A Comment on “Easter Song”

How many a cappella pop songs exist in the world I don’t know, but “Easter Song” by Glad is likely to be one of the best.  The lead singer is enthrallingly good, both sober and cheerful, while collective vocals fill the bill superbly.  (This on the studio recording.)  A certain restraint is here but so is utter passion, summoned, of course, by the Resurrection.  Too, you’d better believe the song has hooks.

Edifying.

 

A Look at the Late ’60s Film, “Bullitt”

Peter Yates’s police drama Bullitt (1968) is poorly written in several ways but is engrossing nonetheless.  It has to do with killers and witness protection, and it contains enjoyable action, but it’s a mostly quiet film.  Proceedings are quiet, as they frequently are in life.  Only now and then do people get noisy.  Correlatively, the hero—Steve McQueen’s Frank Bullitt—is a loner.

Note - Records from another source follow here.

//! # Ranked Entry Value Object
//!
//! One row of the final ranked price listing.
//!
//! The serde field names (`Rank`, `Symbol`, `Price USD`) are the wire and
//! presentation names: the price worker publishes replies as a JSON array of
//! these records, and the CSV rendering uses the same names as its header.

use crate::domain::value_objects::symbol::Symbol;
use serde::{Deserialize, Serialize};
use std::fmt;

/// A symbol with its volume rank and latest USD price.
///
/// Ranks are 1-based and assigned by position in the ranking service's
/// output, not derived from the price.
///
/// # Examples
///
/// ```
/// use ranked_prices::domain::value_objects::ranked_entry::RankedEntry;
/// use ranked_prices::domain::value_objects::symbol::Symbol;
///
/// let entry = RankedEntry::new(1, "BTC".parse().unwrap(), 64_000.5);
/// assert!(entry.is_top());
/// ```
#[derive(Debug, Clone, PartialEq, Serialize, Deserialize)]
pub struct RankedEntry {
    /// 1-based rank by 24-hour volume.
    #[serde(rename = "Rank")]
    pub rank: u32,
    /// Ticker symbol.
    #[serde(rename = "Symbol")]
    pub symbol: Symbol,
    /// Latest price in USD.
    #[serde(rename = "Price USD")]
    pub price_usd: f64,
}

impl RankedEntry {
    /// Creates a new ranked entry.
    #[must_use]
    pub fn new(rank: u32, symbol: Symbol, price_usd: f64) -> Self {
        Self {
            rank,
            symbol,
            price_usd,
        }
    }

    /// Returns true if this entry holds the top rank.
    #[must_use]
    pub fn is_top(&self) -> bool {
        self.rank == 1
    }
}

impl fmt::Display for RankedEntry {
    fn fmt(&self, f: &mut fmt::Formatter<'_>) -> fmt::Result {
        write!(f, "#{} {} ${}", self.rank, self.symbol, self.price_usd)
    }
}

Also, it’s a profoundly American film.  The manly loner lives in a place of obvious, nonstop manufacturing, of urban construction and extensive roads.  He has an English girlfriend, however, played by Jacqueline Bisset, whose celebrated beauty is another reason Bullitt is worth seeing.

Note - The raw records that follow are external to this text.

//! # Output Format Value Object
//!
//! Rendering format requested through the HTTP boundary.
//!
//! Only `CSV` (the default) and `JSON` are accepted; any other value is an
//! invalid-format request and is rejected at the API layer.

use serde::{Deserialize, Serialize};
use std::fmt;
use std::str::FromStr;
use thiserror::Error;

/// Error returned when parsing an unrecognized output format.
#[derive(Debug, Clone, PartialEq, Eq, Error)]
#[error("invalid format: {0} (expected CSV or JSON)")]
pub struct ParseFormatError(pub String);

/// Output rendering format for the ranked price listing.
///
/// # Examples
///
/// ```
/// use ranked_prices::domain::value_objects::output_format::OutputFormat;
///
/// assert_eq!("CSV".parse::<OutputFormat>().unwrap(), OutputFormat::Csv);
/// assert_eq!(OutputFormat::default(), OutputFormat::Csv);
/// assert!("XML".parse::<OutputFormat>().is_err());
/// ```
#[derive(Debug, Clone, Copy, PartialEq, Eq, Hash, Default, Serialize, Deserialize)]
#[serde(rename_all = "UPPERCASE")]
pub enum OutputFormat {
    /// Comma-separated values with a `Rank,Symbol,Price USD` header.
    #[default]
    Csv,
    /// JSON array of ranked entry objects.
    Json,
}

impl OutputFormat {
    /// Returns the canonical upper-case name.
    #[must_use]
    pub const fn as_str(self) -> &'static str {
        match self {
            Self::Csv => "CSV",
            Self::Json => "JSON",
        }
    }

    /// Returns the media type for HTTP responses.
    #[must_use]
    pub const fn content_type(self) -> &'static str {
        match self {
            Self::Csv => "text/csv; charset=utf-8",
            Self::Json => "application/json",
        }
    }
}

impl fmt::Display for OutputFormat {
    fn fmt(&self, f: &mut fmt::Formatter<'_>) -> fmt::Result {
        write!(f, "{}", self.as_str())
    }
}

impl FromStr for OutputFormat {
    type Err = ParseFormatError;

    fn from_str(s: &str) -> Result<Self, Self::Err> {
        match s {
            "CSV" => Ok(Self::Csv),
            "JSON" => Ok(Self::Json),
            other => Err(ParseFormatError(other.to_string())),
        }
    }
}

#[cfg(test)]
#[allow(clippy::unwrap_used)]
mod tests {
    use super::*;

    #[test]
    fn parses_exact_names() {
        assert_eq!("CSV".parse::<OutputFormat>().unwrap(), OutputFormat::Csv);
        assert_eq!("JSON".parse::<OutputFormat>().unwrap(), OutputFormat::Json);
    }

    #[test]
    fn rejects_other_values() {
        assert!("csv".parse::<OutputFormat>().is_err());
        assert!("XML".parse::<OutputFormat>().is_err());
        assert!("".parse::<OutputFormat>().is_err());
    }

    #[test]
    fn default_is_csv() {
        assert_eq!(OutputFormat::default(), OutputFormat::Csv);
    }

    #[test]
    fn content_types() {
        assert!(OutputFormat::Csv.content_type().starts_with("text/csv"));
        assert_eq!(OutputFormat::Json.content_type(), "application/json");
    }
}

It beats me why Frank Bullitt isn’t a better protector of his witness, but this movie is fun and interesting in spite of itself.

Bullitt

Bullitt (Photo credit: Wikipedia)

Back to 1996 and Woody Allen’s Nonsense

Woody Allen’s musical comedy, Everyone Says I Love You (1996), is a catastrophe.  Frequently it is not very funny because comedy and undistinguished dialogue don’t exactly go together unless the comedy is physical.  The movie features songs by Cole Porter, Rodgers and Hart, Bert Kalmar and Harry Ruby, among others; and they are butchered by the bad voices of Julia Roberts, Drew Barrymore and Allen himself.  The only tolerable number is the first one, “Just You, Just Me,” because Edward Norton’s singing is more or less acceptable and the routine does not require much liveliness.  Any time a routine does require liveliness, you can forget about Allen providing it.  I can’t judge the choreography of Graciela Daniele, but it seems quite pleasant within this framework.

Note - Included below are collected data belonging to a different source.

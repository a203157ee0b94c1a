//! # Upstream Errors
//!
//! Error types for the upstream market-data APIs.
//!
//! A failed upstream call is recovered locally wherever possible: a failed
//! ranking page contributes zero symbols, and a symbol missing from a
//! price response is omitted from the final listing. These errors are
//! logged at the point of recovery and only surface to the caller when
//! they leave zero results.
//!
//! # Examples
//!
//! ```
//! use ranked_prices::infrastructure::upstream::error::UpstreamError;
//!
//! let error = UpstreamError::unavailable_with_status("server error", 503);
//! assert!(error.is_retryable());
//!
//! let error = UpstreamError::unknown_symbol("DOGE");
//! assert!(!error.is_retryable());
//! ```

use thiserror::Error;

/// Error type for upstream HTTP data sources.
#[derive(Debug, Clone, Error)]
pub enum UpstreamError {
    /// The upstream returned a non-success status.
    #[error("upstream unavailable: {message}")]
    Unavailable {
        /// Error message.
        message: String,
        /// HTTP status code, if one was received.
        status: Option<u16>,
    },

    /// The request never reached the upstream.
    #[error("upstream connection error: {message}")]
    Connection {
        /// Error message.
        message: String,
    },

    /// The upstream did not answer in time.
    #[error("upstream timeout: {message}")]
    Timeout {
        /// Error message.
        message: String,
    },

    /// The API key was missing or rejected.
    #[error("upstream authentication error: {message}")]
    Authentication {
        /// Error message.
        message: String,
    },

    /// The upstream throttled the request.
    #[error("upstream rate limit exceeded: {message}")]
    RateLimited {
        /// Error message.
        message: String,
    },

    /// The response body did not match the expected shape.
    #[error("upstream protocol error: {message}")]
    Protocol {
        /// Error message.
        message: String,
    },

    /// A requested symbol was absent from the upstream response.
    #[error("unknown symbol: {symbol}")]
    UnknownSymbol {
        /// The missing symbol.
        symbol: String,
    },
}

impl UpstreamError {
    /// Creates an unavailable error without a status code.
    #[must_use]
    pub fn unavailable(message: impl Into<String>) -> Self {
        Self::Unavailable {
            message: message.into(),
            status: None,
        }
    }

    /// Creates an unavailable error from an HTTP status.
    #[must_use]
    pub fn unavailable_with_status(message: impl Into<String>, status: u16) -> Self {
        Self::Unavailable {
            message: message.into(),
            status: Some(status),
        }
    }

    /// Creates a connection error.
    #[must_use]
    pub fn connection(message: impl Into<String>) -> Self {
        Self::Connection {
            message: message.into(),
        }
    }

    /// Creates a timeout error.
    #[must_use]
    pub fn timeout(message: impl Into<String>) -> Self {
        Self::Timeout {
            message: message.into(),
        }
    }

    /// Creates an authentication error.
    #[must_use]
    pub fn authentication(message: impl Into<String>) -> Self {
        Self::Authentication {
            message: message.into(),
        }
    }

    /// Creates a rate limited error.
    #[must_use]
    pub fn rate_limited(message: impl Into<String>) -> Self {
        Self::RateLimited {
            message: message.into(),
        }
    }

    /// Creates a protocol error.
    #[must_use]
    pub fn protocol(message: impl Into<String>) -> Self {
        Self::Protocol {
            message: message.into(),
        }
    }

    /// Creates an unknown symbol error.
    #[must_use]
    pub fn unknown_symbol(symbol: impl Into<String>) -> Self {
        Self::UnknownSymbol {
            symbol: symbol.into(),
        }
    }

    /// Returns true if this error is transient and may succeed on retry.
    #[must_use]
    pub fn is_retryable(&self) -> bool {
        matches!(
            self,
            Self::Unavailable { .. }
                | Self::Connection { .. }
                | Self::Timeout { .. }
                | Self::RateLimited { .. }
        )
    }

    /// Returns the HTTP status code, if any.
    #[must_use]
    pub fn status(&self) -> Option<u16> {
        match self {
            Self::Unavailable { status, .. } => *status,
            _ => None,
        }
    }
}

/// Result type for upstream operations.
pub type UpstreamResult<T> = Result<T, UpstreamError>;

#[cfg(test)]
mod tests {
    use super::*;

    #[test]
    fn unavailable_is_retryable() {
        let error = UpstreamError::unavailable_with_status("server error", 503);
        assert!(error.is_retryable());
        assert_eq!(error.status(), Some(503));
    }

    #[test]
    fn protocol_is_not_retryable() {
        let error = UpstreamError::protocol("unexpected body");
        assert!(!error.is_retryable());
        assert_eq!(error.status(), None);
    }

    #[test]
    fn unknown_symbol_is_not_retryable() {
        let error = UpstreamError::unknown_symbol("DOGE");
        assert!(!error.is_retryable());
        assert!(error.to_string().contains("DOGE"));
    }

    #[test]
    fn timeout_is_retryable() {
        assert!(UpstreamError::timeout("5s exceeded").is_retryable());
    }
}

The film’s title derives from a Marx Brothers flick, and I wish Allen was as good a writer as those the Marx Brothers had.  The musical’s “book” can be obnoxiously stupid, as witness the tomfoolery involving Barrymore and Tim Roth.  Is it possible that when writing it Allen said to himself, “Oh well.  The books for those old musicals weren’t very good either”?  Damned if I know. 

Woody Allen

Cover of Woody Allen

 

The New “Jack Reacher” Feature

However many improbabilities arise in Jack Reacher (2012), it’s a vigorous, reasonably intelligent, engaging crime thriller starring Tom Cruise.  It works because I assume its source material, a Lee Child novel titled One Shot, is well-crafted.  (Am I wrong?)  Jack Reacher (Cruise) is a drifting ex-military cop who wishes to mete out justice to a sniper he knows, only to find out he needs to pursue a different offender, the true sniper.  Cruise and Rosamund Pike, playing a defense attorney, make a good team; both have energy and project smarts.  Christopher McQuarrie has directed and scripted the film with savvy, and nowhere is either the violence or the profanity excessive.

Jack Reacher is almost as good a crime drama as The LineUp and Bullitt.  Check it out.